Movies, books, music and TV

Dying And “Leaving Las Vegas”

An alcoholic wants to end his life, through drinking. He starts a love affair with a very tolerant prostitute.

The Mike Figgis movie, Leaving Las Vegas (1995), is hardly a masterpiece. Even so, it can be appreciated, I think, as would-be Edvard Munch on film, a flashy cinematic Scream.

I said flashy: the film’s artiness works against it—the slow motion, the many fades to black. Moreover, when Ben the alcoholic is discovered by Sera the prostitute having sex with a strange woman, the plot element seems rather cheap, rather implausible. As Ben, Nicolas Cage is good. As Sera, Elisabeth Shue is perfect, and both clothed and naked she is beautiful. I never saw her in such flicks as Cocktail and The Underneath, but I suspect that American cinema has underused her. Probably she ought to be cast in some important roles now.

Shootings: From Hellman

Some would call Monte Hellman‘s The Shooting, from 1966, an absurdist Western but whether it is or not, it is decidedly unusual and, in its own way, entertaining. A woman, Adrien Joyce, wrote the script, in which “a mysterious woman persuades two cowboys to help her in a revenge scheme” (imdb.com). The woman in question (Millie Perkins) is pretty but waspish, and her boyfriend is a detestable gunslinger (Jack Nicholson) she has hired, as she hired the two cowboys, to do the killing she wants. Cowboy Willett Gashade (Warren Oates), however, opposes and fights against the killing.
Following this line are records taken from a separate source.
//! Exact-key-set validation for loosely typed objects.
//!
//! A [`Schema`] names every field an object must carry and a pattern each
//! value must match. Config objects and upload arguments are both checked
//! through it before anything typed is built from them.

use regex::Regex;
use serde_json::{Map, Value};
use std::sync::LazyLock;

static ENVIRONMENT: LazyLock<Schema> = LazyLock::new(|| {
    Schema::new(&[
        ("envName", r"(?s)^.+$"),
        ("confluenceBaseUrl", r"^(https?)://[^\s$.?#].[^\s]*[^/]$"),
        ("username", r"(?s)^.+$"),
        ("password", r"(?s)^.+$"),
        ("scope", r"(?s)^.+$"),
    ])
    .expect("environment schema patterns are valid")
});

static UPLOAD: LazyLock<Schema> = LazyLock::new(|| {
    Schema::new(&[
        ("targetPath", r"^(\w+/)*$"),
        ("sourcePath", r"^(\w+/)*$"),
        ("globString", r"(?s)^.+$"),
    ])
    .expect("upload schema patterns are valid")
});

#[derive(Debug)]
pub struct Schema {
    fields: Vec<(String, Regex)>,
}

impl Schema {
    pub fn new(fields: &[(&str, &str)]) -> Result<Self, regex::Error> {
        let fields = fields
            .iter()
            .map(|(name, pattern)| Ok(((*name).to_string(), Regex::new(pattern)?)))
            .collect::<Result<Vec<_>, regex::Error>>()?;
        Ok(Self { fields })
    }

    /// Schema of an environment configuration object.
    pub fn environment() -> &'static Schema {
        &ENVIRONMENT
    }

    /// Schema of the argument object passed to an upload.
    pub fn upload() -> &'static Schema {
        &UPLOAD
    }

    pub fn field_names(&self) -> impl Iterator<Item = &str> {
        self.fields.iter().map(|(name, _)| name.as_str())
    }

    /// True iff `candidate` has exactly this schema's keys and every value
    /// is a string matching its field's pattern.
    pub fn validate(&self, candidate: &Map<String, Value>) -> bool {
        self.mismatch(candidate).is_none()
    }

    /// Describes the first violation found, or `None` if the candidate is valid.
    pub fn mismatch(&self, candidate: &Map<String, Value>) -> Option<String> {
        let missing: Vec<&str> = self
            .field_names()
            .filter(|name| !candidate.contains_key(*name))
            .collect();
        if !missing.is_empty() {
            return Some(format!("missing fields: {}", missing.join(", ")));
        }

        let extra: Vec<&str> = candidate
            .keys()
            .map(String::as_str)
            .filter(|key| !self.fields.iter().any(|(name, _)| name == key))
            .collect();
        if !extra.is_empty() {
            return Some(format!("unexpected fields: {}", extra.join(", ")));
        }

        self.fields.iter().find_map(|(name, pattern)| {
            match candidate.get(name).and_then(Value::as_str) {
                Some(value) if pattern.is_match(value) => None,
                Some(_) => Some(format!("field '{name}' does not match {}", pattern.as_str())),
                None => Some(format!("field '{name}' must be a string")),
            }
        })
    }
}

#[cfg(test)]
mod tests {
    use super::*;
    use pretty_assertions::assert_eq;
    use rstest::rstest;
    use serde_json::json;

    fn object(value: Value) -> Map<String, Value> {
        match value {
            Value::Object(map) => map,
            other => panic!("expected object, got {other}"),
        }
    }

    fn environment(base_url: &str) -> Map<String, Value> {
        object(json!({
            "envName": "DEV",
            "confluenceBaseUrl": base_url,
            "username": "admin",
            "password": "secret",
            "scope": "docs",
        }))
    }

    #[rstest]
    #[case("https://wiki.example.com", true)]
    #[case("http://localhost:8090/confluence", true)]
    #[case("https://wiki.example.com/", false)]
    #[case("ftp://wiki.example.com", false)]
    #[case("wiki.example.com", false)]
    #[case("https://wiki example.com", false)]
    fn environment_base_url_pattern(#[case] base_url: &str, #[case] expected: bool) {
        assert_eq!(Schema::environment().validate(&environment(base_url)), expected);
    }

    #[test]
    fn environment_rejects_missing_field() {
        let mut candidate = environment("https://wiki.example.com");
        candidate.remove("scope");

        let schema = Schema::environment();
        assert!(!schema.validate(&candidate));
        assert_eq!(
            schema.mismatch(&candidate).as_deref(),
            Some("missing fields: scope")
        );
    }

    #[test]
    fn environment_rejects_extra_field() {
        let mut candidate = environment("https://wiki.example.com");
        candidate.insert("token".into(), json!("abc"));

        assert_eq!(
            Schema::environment().mismatch(&candidate).as_deref(),
            Some("unexpected fields: token")
        );
    }

    #[test]
    fn opaque_fields_accept_multiline_values() {
        let mut candidate = environment("https://wiki.example.com");
        candidate.insert("password".into(), json!("first\nsecond"));
        assert!(Schema::environment().validate(&candidate));

        candidate.insert("password".into(), json!(""));
        assert!(!Schema::environment().validate(&candidate));
    }

    #[test]
    fn non_string_values_never_match() {
        let mut candidate = environment("https://wiki.example.com");
        candidate.insert("password".into(), json!(1234));

        assert_eq!(
            Schema::environment().mismatch(&candidate).as_deref(),
            Some("field 'password' must be a string")
        );
    }

    #[rstest]
    #[case("", true)]
    #[case("dist/", true)]
    #[case("dist/assets/", true)]
    #[case("dist", false)]
    #[case("/dist/", false)]
    #[case("dist//", false)]
    #[case("../dist/", false)]
    fn upload_path_pattern(#[case] path: &str, #[case] expected: bool) {
        let candidate = object(json!({
            "targetPath": path,
            "sourcePath": "src/",
            "globString": "src/**/*.css",
        }));
        assert_eq!(Schema::upload().validate(&candidate), expected);
    }

    #[test]
    fn upload_requires_glob_string() {
        let candidate = object(json!({ "targetPath": "dist/", "sourcePath": "src/" }));
        assert!(!Schema::upload().validate(&candidate));
    }

    #[test]
    fn custom_schema_reports_bad_pattern() {
        assert!(Schema::new(&[("a", "(")]).is_err());
    }
}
In the film, the past is unrevealed and motivations unknown. The woman, who may be pregnant, keeps mum about everything, even her name. What we do know is that two mostly ordinary men, the cowboys, are quite stultified by peculiar evil, even if the gunslinger ends up stultified as well.

Joyce also wrote the screenplay for Five Easy Pieces. Dead in 2004, she had gifts. Hellman, who died in 2021, provides some impressive long shots.

Take A Film Like This: “Take a Girl Like You”

The satirizing of men and women in modern England in the 1970 film Take a Girl Like You is hardly strong or memorable. The insights are few and the laughs are zero. There are men who are horndogs and Hayley Mills‘s Jenny refusing to lose her virginity.

A Kingsley Amis book is the source novel here. The movie was directed by the late Jonathan Miller, a British theatre director who may or may not have been an artist; I can’t say. To me, Take a Girl Like You is tame, insignificant non-art. It is worth seeing, though—I’ll make the concession—for the charm and good looks of Miss Mills.

I Watch Nicole Weep, “Before I Go to Sleep”

Rowan Joffe‘s direction of Before I Go To Sleep (2014), from a novel by S.J. Watson, is pleasantly sensitive to the film’s eerie material. His screenplay is suitably penned. Mystery lies atop mystery for a woman (Nicole Kidman) so abused she is temporarily brain-damaged.

Kidman knows how to be anguished, is never false. Colin Firth is richly effective. There are too many mentions of adultery in the tale, but the small Sleep is a scary pleasure. To the critics who dislike it I have a ho-hum reaction.

The Canny Barbara Loden: “Wanda”

Wanda (film)

Wanda (film) (Photo credit: Wikipedia)

Wanda (1971)—written, directed and acted in by Barbara Loden—is one of the truly good American films of the Seventies.

The newly unemployed, soon-to-be-divorced Wanda (Loden) ignorantly takes up with a robber (Michael Higgins) who is unstable and tyrannical.  Theirs is a pathetic (occasionally funny) relationship, but Wanda never has to assist the robber in his stealing until he finally insists on it apropos of a bank.

The cannily written film has to do with what the lives of working-class people—Wanda, not the robber—sometimes become, and with the slow, harmful creep of irresponsibility.  The movie concludes with a freeze-frame shot of Wanda sitting in a tavern and at a dead end, not enjoying the conviviality of the strangers who have invited her to drink with them.  With her deep performance, Loden proves she understands the character she is playing; likewise with Higgins.

Loden, by the way, was married to Elia Kazan.  One wishes she could have made at least one more film before she came down with a fatal cancer in 1978.